Congratulations to Professor Franck.
Professor David Millon, the J.B. Stombock Professor of Law, recently published his article, Keeping Hope Alive, 68 Wash. & Lee L. Rev. 369 (2011), in the Washington & Lee Law Review.
The short article is a review and discussion of Micah Jost’s article, Independent Contractors, Employees, and Entrepreneurialism Under the National Labor Relations Act: A Worker-by-Worker Approach, 68 Wash. & Lee L. Rev. 311 (2011). Prof.

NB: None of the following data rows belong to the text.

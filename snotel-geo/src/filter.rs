use crate::{BoundingBox, Region};
use snotel_core::site::Site;

/// Criteria for selecting sites. Every criterion that is set must match;
/// an empty filter keeps everything.
#[derive(Debug, Clone, Default)]
pub struct SiteFilter {
    pub bbox: Option<BoundingBox>,
    pub region: Option<Region>,
    /// Case-insensitive substring of the site name
    pub name_contains: Option<String>,
    pub min_elevation_ft: Option<f64>,
}

impl SiteFilter {
    pub fn matches(&self, site: &Site) -> bool {
        let (lon, lat) = site.point();
        if let Some(bbox) = &self.bbox {
            if !bbox.contains(lon, lat) {
                return false;
            }
        }
        if let Some(region) = &self.region {
            if !region.contains(lon, lat) {
                return false;
            }
        }
        if let Some(needle) = &self.name_contains {
            if !site.name.to_lowercase().contains(&needle.to_lowercase()) {
                return false;
            }
        }
        if let Some(min) = self.min_elevation_ft {
            // unknown elevation cannot satisfy a minimum
            if !site.elevation_ft.is_some_and(|e| e >= min) {
                return false;
            }
        }
        true
    }

    pub fn apply(&self, sites: &[Site]) -> Vec<Site> {
        sites.iter().filter(|s| self.matches(s)).cloned().collect()
    }

    pub fn is_empty(&self) -> bool {
        self.bbox.is_none()
            && self.region.is_none()
            && self.name_contains.is_none()
            && self.min_elevation_ft.is_none()
    }
}

#[cfg(test)]
mod tests {
    use super::SiteFilter;
    use crate::{BoundingBox, Region};
    use geo::polygon;
    use snotel_core::site::Site;

    fn site(triplet: &str, name: &str, lon: f64, lat: f64, elevation: Option<f64>) -> Site {
        Site {
            triplet: triplet.to_string(),
            name: name.to_string(),
            state: "CO".to_string(),
            network: "SNTL".to_string(),
            county: None,
            huc: None,
            elevation_ft: elevation,
            latitude: lat,
            longitude: lon,
            data_time_zone: Some(-7.0),
            begin_date: None,
            end_date: None,
        }
    }

    fn sites() -> Vec<Site> {
        vec![
            site("335:CO:SNTL", "Berthoud Summit", -105.78, 39.80, Some(11300.0)),
            site("457:CO:SNTL", "Grizzly Peak", -105.85, 39.65, Some(11100.0)),
            site("1000:OR:SNTL", "Annie Springs", -122.17, 42.87, Some(6010.0)),
            site("9:CO:SNTL", "Lost Dog", -106.75, 40.82, None),
        ]
    }

    #[test]
    fn test_empty_filter_keeps_everything() {
        let filter = SiteFilter::default();
        assert!(filter.is_empty());
        assert_eq!(filter.apply(&sites()).len(), 4);
    }

    #[test]
    fn test_bbox_filter() {
        let filter = SiteFilter {
            bbox: Some(BoundingBox::new(-109.1, 36.9, -102.0, 41.0).unwrap()),
            ..Default::default()
        };
        let kept = filter.apply(&sites());
        assert_eq!(kept.len(), 3);
        assert!(kept.iter().all(|s| s.triplet.contains(":CO:")));
    }

    #[test]
    fn test_region_filter() {
        let front_range = polygon![
            (x: -106.0, y: 39.5),
            (x: -105.5, y: 39.5),
            (x: -105.5, y: 40.0),
            (x: -106.0, y: 40.0),
            (x: -106.0, y: 39.5),
        ];
        let filter = SiteFilter {
            region: Some(Region::from_polygon(None, front_range)),
            ..Default::default()
        };
        let kept: Vec<String> = filter.apply(&sites()).into_iter().map(|s| s.triplet).collect();
        assert_eq!(kept, vec!["335:CO:SNTL", "457:CO:SNTL"]);
    }

    #[test]
    fn test_name_filter_is_case_insensitive() {
        let filter = SiteFilter {
            name_contains: Some("PEAK".to_string()),
            ..Default::default()
        };
        let kept = filter.apply(&sites());
        assert_eq!(kept.len(), 1);
        assert_eq!(kept[0].name, "Grizzly Peak");
    }

    #[test]
    fn test_min_elevation_excludes_unknown() {
        let filter = SiteFilter {
            min_elevation_ft: Some(11200.0),
            ..Default::default()
        };
        let kept = filter.apply(&sites());
        assert_eq!(kept.len(), 1);
        assert_eq!(kept[0].triplet, "335:CO:SNTL");
    }

    #[test]
    fn test_criteria_combine() {
        let filter = SiteFilter {
            bbox: Some(BoundingBox::new(-109.1, 36.9, -102.0, 41.0).unwrap()),
            name_contains: Some("annie".to_string()),
            ..Default::default()
        };
        assert!(filter.apply(&sites()).is_empty());
    }
}
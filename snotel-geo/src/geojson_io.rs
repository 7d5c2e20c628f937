//! GeoJSON interchange for site collections and region boundaries.
//!
//! Sites are written as a `FeatureCollection` of `Point` features whose
//! properties carry the site metadata. The collection declares CRS84 through
//! a legacy `crs` member so desktop GIS tools pick the right axis order.

use crate::{GeoError, Region};
use geo::{MultiPolygon, Polygon};
use geojson::{feature::Id, Feature, FeatureCollection, GeoJson, Geometry, JsonObject, JsonValue};
use log::debug;
use snotel_core::site::Site;

pub const CRS84: &str = "urn:ogc:def:crs:OGC:1.3:CRS84";

/// Names that denote WGS84 longitude/latitude.
const ACCEPTED_CRS: &[&str] = &[
    "urn:ogc:def:crs:OGC:1.3:CRS84",
    "urn:ogc:def:crs:OGC::CRS84",
    "CRS84",
    "EPSG:4326",
    "urn:ogc:def:crs:EPSG::4326",
];

fn geometry_type(value: &geojson::Value) -> &'static str {
    match value {
        geojson::Value::Point(_) => "Point",
        geojson::Value::MultiPoint(_) => "MultiPoint",
        geojson::Value::LineString(_) => "LineString",
        geojson::Value::MultiLineString(_) => "MultiLineString",
        geojson::Value::Polygon(_) => "Polygon",
        geojson::Value::MultiPolygon(_) => "MultiPolygon",
        geojson::Value::GeometryCollection(_) => "GeometryCollection",
    }
}

fn crs_member() -> JsonObject {
    let mut crs = JsonObject::new();
    crs.insert(
        "crs".to_string(),
        serde_json::json!({ "type": "name", "properties": { "name": CRS84 } }),
    );
    crs
}

/// Reject documents that declare a CRS other than WGS84 longitude/latitude.
/// Documents without a `crs` member are WGS84 by definition (RFC 7946).
fn check_crs(foreign_members: Option<&JsonObject>) -> Result<(), GeoError> {
    let Some(crs) = foreign_members.and_then(|m| m.get("crs")) else {
        return Ok(());
    };
    let name = crs
        .get("properties")
        .and_then(|p| p.get("name"))
        .and_then(JsonValue::as_str)
        .unwrap_or_default();
    if ACCEPTED_CRS.iter().any(|accepted| accepted.eq_ignore_ascii_case(name)) {
        Ok(())
    } else {
        Err(GeoError::UnsupportedCrs(name.to_string()))
    }
}

fn site_to_feature(site: &Site) -> Result<Feature, GeoError> {
    let mut properties = match serde_json::to_value(site)? {
        JsonValue::Object(map) => map,
        _ => JsonObject::new(),
    };
    // carried by the geometry
    properties.remove("longitude");
    properties.remove("latitude");
    Ok(Feature {
        bbox: None,
        geometry: Some(Geometry::new(geojson::Value::Point(vec![
            site.longitude,
            site.latitude,
        ]))),
        id: Some(Id::String(site.triplet.clone())),
        properties: Some(properties),
        foreign_members: None,
    })
}

fn feature_to_site(feature: Feature) -> Result<Site, GeoError> {
    let geometry = feature.geometry.ok_or(GeoError::MissingGeometry)?;
    let (lon, lat) = match &geometry.value {
        geojson::Value::Point(position) if position.len() >= 2 => (position[0], position[1]),
        other => {
            return Err(GeoError::UnsupportedGeometry {
                expected: "Point",
                found: geometry_type(other).to_string(),
            })
        }
    };
    let mut properties = feature.properties.unwrap_or_default();
    properties.insert("longitude".to_string(), JsonValue::from(lon));
    properties.insert("latitude".to_string(), JsonValue::from(lat));
    Ok(serde_json::from_value(JsonValue::Object(properties))?)
}

/// Serialize sites as a GeoJSON `FeatureCollection` of points.
pub fn sites_to_geojson(sites: &[Site]) -> Result<String, GeoError> {
    let features = sites
        .iter()
        .map(site_to_feature)
        .collect::<Result<Vec<_>, _>>()?;
    let collection = FeatureCollection {
        bbox: None,
        features,
        foreign_members: Some(crs_member()),
    };
    Ok(serde_json::to_string_pretty(&GeoJson::FeatureCollection(
        collection,
    ))?)
}

/// Read sites written by [`sites_to_geojson`] (or any point collection
/// whose properties carry at least `triplet`, `name`, `state` and `network`).
pub fn sites_from_geojson(text: &str) -> Result<Vec<Site>, GeoError> {
    let geojson: GeoJson = text.parse()?;
    match geojson {
        GeoJson::FeatureCollection(collection) => {
            check_crs(collection.foreign_members.as_ref())?;
            collection.features.into_iter().map(feature_to_site).collect()
        }
        GeoJson::Feature(feature) => {
            check_crs(feature.foreign_members.as_ref())?;
            Ok(vec![feature_to_site(feature)?])
        }
        GeoJson::Geometry(geometry) => Err(GeoError::UnsupportedGeometry {
            expected: "Feature or FeatureCollection",
            found: geometry_type(&geometry.value).to_string(),
        }),
    }
}

fn collect_polygons(geometry: geo::Geometry<f64>, polygons: &mut Vec<Polygon<f64>>) -> bool {
    match geometry {
        geo::Geometry::Polygon(p) => {
            polygons.push(p);
            true
        }
        geo::Geometry::MultiPolygon(mp) => {
            polygons.extend(mp.0);
            true
        }
        geo::Geometry::GeometryCollection(gc) => {
            let mut any = false;
            for g in gc.0 {
                any |= collect_polygons(g, polygons);
            }
            any
        }
        _ => false,
    }
}

fn feature_name(feature: &Feature) -> Option<String> {
    ["name", "NAME", "Name"]
        .iter()
        .find_map(|key| feature.property(key).and_then(JsonValue::as_str))
        .map(str::to_string)
}

/// Read a region boundary from a GeoJSON geometry, feature or feature
/// collection. All polygonal parts are merged into one region; non-polygon
/// features in a collection are ignored.
pub fn read_region(text: &str) -> Result<Region, GeoError> {
    let geojson: GeoJson = text.parse()?;
    let mut polygons = Vec::new();
    let mut name = None;
    match geojson {
        GeoJson::Geometry(geometry) => {
            check_crs(geometry.foreign_members.as_ref())?;
            let found = geometry_type(&geometry.value);
            if !collect_polygons(geometry.try_into()?, &mut polygons) {
                return Err(GeoError::UnsupportedGeometry {
                    expected: "Polygon or MultiPolygon",
                    found: found.to_string(),
                });
            }
        }
        GeoJson::Feature(feature) => {
            check_crs(feature.foreign_members.as_ref())?;
            name = feature_name(&feature);
            let geometry = feature.geometry.ok_or(GeoError::MissingGeometry)?;
            let found = geometry_type(&geometry.value);
            if !collect_polygons(geometry.try_into()?, &mut polygons) {
                return Err(GeoError::UnsupportedGeometry {
                    expected: "Polygon or MultiPolygon",
                    found: found.to_string(),
                });
            }
        }
        GeoJson::FeatureCollection(collection) => {
            check_crs(collection.foreign_members.as_ref())?;
            for feature in collection.features {
                let feature_label = feature_name(&feature);
                let Some(geometry) = feature.geometry else {
                    continue;
                };
                let found = geometry_type(&geometry.value);
                if collect_polygons(geometry.try_into()?, &mut polygons) {
                    name = name.or(feature_label);
                } else {
                    debug!("Ignoring {} feature in region file", found);
                }
            }
        }
    }
    if polygons.is_empty() {
        return Err(GeoError::EmptyRegion);
    }
    Ok(Region::new(name, MultiPolygon(polygons)))
}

Millon discusses the main battleground over unions, the legal distinction between “employees” and “independent contractors.” The right to unionize under the National Labor Relations ACT is limited only to employees, but no clear, bright-line definition of employee has emerged. Prof. Millon praises Jost’s article, stating that it “explains this confused area of law clearly and thoroughly.” He then proceeds to agree with Jost’s conclusions and suggestions.
Congratulations again to Micah Jost and to Professor Millon.